> _What you are asked to do_
Select from the data all lines with the word "Copy".

> _Entries shown_
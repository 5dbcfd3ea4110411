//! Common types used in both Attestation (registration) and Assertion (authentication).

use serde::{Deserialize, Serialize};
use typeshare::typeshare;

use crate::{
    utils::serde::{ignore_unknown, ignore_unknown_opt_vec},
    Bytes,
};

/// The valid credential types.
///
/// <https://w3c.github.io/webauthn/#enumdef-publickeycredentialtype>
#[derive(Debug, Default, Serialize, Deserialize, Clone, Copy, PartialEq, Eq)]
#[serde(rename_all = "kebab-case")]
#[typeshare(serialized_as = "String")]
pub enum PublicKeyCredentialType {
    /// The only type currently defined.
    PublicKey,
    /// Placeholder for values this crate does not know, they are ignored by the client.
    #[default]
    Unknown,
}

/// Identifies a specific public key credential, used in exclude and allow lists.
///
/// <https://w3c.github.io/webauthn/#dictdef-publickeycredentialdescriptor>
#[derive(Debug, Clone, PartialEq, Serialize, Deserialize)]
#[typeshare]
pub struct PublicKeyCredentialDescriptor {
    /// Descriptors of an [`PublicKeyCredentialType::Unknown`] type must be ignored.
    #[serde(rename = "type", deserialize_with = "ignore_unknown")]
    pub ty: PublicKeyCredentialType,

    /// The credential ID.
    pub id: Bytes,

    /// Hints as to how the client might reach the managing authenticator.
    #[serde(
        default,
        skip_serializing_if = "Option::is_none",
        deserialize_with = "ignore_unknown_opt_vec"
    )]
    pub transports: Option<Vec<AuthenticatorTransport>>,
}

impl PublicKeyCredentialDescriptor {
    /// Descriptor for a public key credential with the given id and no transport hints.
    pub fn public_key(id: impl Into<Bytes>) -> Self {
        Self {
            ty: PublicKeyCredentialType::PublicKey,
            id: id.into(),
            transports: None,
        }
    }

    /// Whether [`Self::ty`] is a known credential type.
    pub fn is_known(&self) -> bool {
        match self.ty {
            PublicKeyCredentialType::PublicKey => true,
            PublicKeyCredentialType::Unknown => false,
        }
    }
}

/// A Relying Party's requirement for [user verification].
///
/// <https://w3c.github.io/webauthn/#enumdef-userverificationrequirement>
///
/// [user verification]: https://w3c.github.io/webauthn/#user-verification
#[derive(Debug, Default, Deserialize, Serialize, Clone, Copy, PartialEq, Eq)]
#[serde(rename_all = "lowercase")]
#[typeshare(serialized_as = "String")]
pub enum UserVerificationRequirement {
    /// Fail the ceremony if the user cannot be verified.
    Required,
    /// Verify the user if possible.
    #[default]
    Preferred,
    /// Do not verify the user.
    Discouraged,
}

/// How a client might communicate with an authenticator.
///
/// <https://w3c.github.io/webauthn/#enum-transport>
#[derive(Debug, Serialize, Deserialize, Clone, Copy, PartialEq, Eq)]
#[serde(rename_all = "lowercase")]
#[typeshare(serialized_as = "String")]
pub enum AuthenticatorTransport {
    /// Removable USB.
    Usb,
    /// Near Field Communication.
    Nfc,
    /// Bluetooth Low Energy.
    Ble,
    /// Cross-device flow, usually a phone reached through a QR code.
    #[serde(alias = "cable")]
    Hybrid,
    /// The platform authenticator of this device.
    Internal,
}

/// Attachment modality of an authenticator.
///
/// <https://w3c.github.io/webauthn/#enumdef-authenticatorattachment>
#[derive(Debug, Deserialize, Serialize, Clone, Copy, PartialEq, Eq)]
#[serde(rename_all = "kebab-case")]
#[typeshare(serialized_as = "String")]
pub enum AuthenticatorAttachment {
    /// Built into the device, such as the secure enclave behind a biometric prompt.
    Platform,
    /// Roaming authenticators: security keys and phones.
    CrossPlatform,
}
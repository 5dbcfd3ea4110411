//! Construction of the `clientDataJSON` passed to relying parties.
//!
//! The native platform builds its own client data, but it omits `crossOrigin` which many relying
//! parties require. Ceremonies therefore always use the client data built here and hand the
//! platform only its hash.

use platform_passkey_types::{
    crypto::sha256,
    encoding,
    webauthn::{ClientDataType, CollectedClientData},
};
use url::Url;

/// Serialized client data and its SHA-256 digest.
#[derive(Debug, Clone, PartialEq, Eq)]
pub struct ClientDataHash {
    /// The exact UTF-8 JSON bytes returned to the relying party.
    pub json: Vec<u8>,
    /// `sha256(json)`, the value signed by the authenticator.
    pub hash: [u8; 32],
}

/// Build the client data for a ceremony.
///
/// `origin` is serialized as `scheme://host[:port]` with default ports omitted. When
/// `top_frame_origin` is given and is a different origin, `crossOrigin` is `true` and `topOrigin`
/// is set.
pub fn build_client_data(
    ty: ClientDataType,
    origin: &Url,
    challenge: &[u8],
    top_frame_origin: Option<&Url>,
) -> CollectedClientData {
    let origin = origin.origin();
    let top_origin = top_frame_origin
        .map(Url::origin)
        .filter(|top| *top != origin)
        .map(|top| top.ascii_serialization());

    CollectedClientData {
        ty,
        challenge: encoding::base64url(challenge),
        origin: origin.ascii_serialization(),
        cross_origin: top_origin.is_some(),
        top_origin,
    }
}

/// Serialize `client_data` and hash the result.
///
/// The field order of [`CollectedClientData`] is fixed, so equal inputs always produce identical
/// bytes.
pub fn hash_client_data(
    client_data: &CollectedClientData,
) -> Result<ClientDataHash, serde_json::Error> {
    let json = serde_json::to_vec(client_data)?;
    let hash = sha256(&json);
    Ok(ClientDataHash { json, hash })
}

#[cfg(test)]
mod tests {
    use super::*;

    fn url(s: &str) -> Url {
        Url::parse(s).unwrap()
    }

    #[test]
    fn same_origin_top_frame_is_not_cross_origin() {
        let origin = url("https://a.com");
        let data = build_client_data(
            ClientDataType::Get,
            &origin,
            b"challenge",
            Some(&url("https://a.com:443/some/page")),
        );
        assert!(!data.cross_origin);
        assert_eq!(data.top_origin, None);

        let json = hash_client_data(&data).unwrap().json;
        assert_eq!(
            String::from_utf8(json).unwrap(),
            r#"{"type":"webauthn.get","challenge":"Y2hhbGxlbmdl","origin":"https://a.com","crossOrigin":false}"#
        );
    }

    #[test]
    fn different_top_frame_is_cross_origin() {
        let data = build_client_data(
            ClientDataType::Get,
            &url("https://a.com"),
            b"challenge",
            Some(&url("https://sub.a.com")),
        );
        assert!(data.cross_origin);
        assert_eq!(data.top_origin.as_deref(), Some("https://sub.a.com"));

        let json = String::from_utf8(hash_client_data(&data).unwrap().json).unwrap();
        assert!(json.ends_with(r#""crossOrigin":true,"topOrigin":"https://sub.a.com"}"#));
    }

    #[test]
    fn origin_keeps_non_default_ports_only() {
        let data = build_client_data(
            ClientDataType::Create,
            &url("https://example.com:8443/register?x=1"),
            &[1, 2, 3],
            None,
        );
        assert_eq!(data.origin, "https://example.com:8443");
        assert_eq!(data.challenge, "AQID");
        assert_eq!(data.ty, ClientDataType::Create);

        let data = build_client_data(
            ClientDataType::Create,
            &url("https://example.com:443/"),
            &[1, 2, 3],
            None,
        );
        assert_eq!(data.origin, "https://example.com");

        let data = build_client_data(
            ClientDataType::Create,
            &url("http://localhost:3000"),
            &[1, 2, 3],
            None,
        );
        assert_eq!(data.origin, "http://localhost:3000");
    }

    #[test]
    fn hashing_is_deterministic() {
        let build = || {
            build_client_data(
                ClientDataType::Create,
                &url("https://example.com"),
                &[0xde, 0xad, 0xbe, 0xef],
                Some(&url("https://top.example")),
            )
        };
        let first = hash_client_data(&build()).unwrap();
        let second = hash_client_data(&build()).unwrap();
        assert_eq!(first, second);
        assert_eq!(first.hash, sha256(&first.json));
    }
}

---

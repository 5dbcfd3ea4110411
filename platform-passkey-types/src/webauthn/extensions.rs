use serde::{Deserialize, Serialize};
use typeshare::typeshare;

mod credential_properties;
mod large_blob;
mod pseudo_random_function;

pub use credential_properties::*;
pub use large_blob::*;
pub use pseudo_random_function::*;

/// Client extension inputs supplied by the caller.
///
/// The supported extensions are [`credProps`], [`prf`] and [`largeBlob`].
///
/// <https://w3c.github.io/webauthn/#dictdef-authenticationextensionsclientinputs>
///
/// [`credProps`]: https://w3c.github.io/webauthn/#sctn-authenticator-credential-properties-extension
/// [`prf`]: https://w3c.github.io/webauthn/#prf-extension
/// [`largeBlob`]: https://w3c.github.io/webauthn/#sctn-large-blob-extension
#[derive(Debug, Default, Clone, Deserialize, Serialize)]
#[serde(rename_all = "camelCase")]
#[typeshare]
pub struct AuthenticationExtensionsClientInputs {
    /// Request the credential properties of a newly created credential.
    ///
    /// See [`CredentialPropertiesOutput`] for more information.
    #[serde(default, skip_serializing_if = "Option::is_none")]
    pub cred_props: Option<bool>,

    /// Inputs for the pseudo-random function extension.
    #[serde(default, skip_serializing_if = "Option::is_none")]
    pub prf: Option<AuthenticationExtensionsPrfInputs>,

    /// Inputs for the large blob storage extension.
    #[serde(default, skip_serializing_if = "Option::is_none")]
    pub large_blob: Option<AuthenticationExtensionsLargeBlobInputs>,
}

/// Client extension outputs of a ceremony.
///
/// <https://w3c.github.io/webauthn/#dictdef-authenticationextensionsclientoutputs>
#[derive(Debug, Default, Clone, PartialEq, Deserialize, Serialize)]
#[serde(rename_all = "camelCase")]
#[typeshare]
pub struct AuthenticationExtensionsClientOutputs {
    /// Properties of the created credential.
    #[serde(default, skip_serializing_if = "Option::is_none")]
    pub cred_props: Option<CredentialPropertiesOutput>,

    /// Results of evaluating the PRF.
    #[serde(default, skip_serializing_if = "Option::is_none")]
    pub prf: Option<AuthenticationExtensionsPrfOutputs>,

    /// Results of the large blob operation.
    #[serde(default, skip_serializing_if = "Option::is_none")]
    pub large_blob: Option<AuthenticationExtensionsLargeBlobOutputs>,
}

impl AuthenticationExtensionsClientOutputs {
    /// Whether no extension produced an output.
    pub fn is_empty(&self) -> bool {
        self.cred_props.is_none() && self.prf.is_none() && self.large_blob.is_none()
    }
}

> _Solution to this task_
#[derive(Debug, Default, Serialize, Deserialize, Clone, Copy, PartialEq, Eq)]
#[derive(Debug, Default, Deserialize, Serialize, Clone, Copy, PartialEq, Eq)]
#[derive(Debug, Serialize, Deserialize, Clone, Copy, PartialEq, Eq)]
#[derive(Debug, Deserialize, Serialize, Clone, Copy, PartialEq, Eq)]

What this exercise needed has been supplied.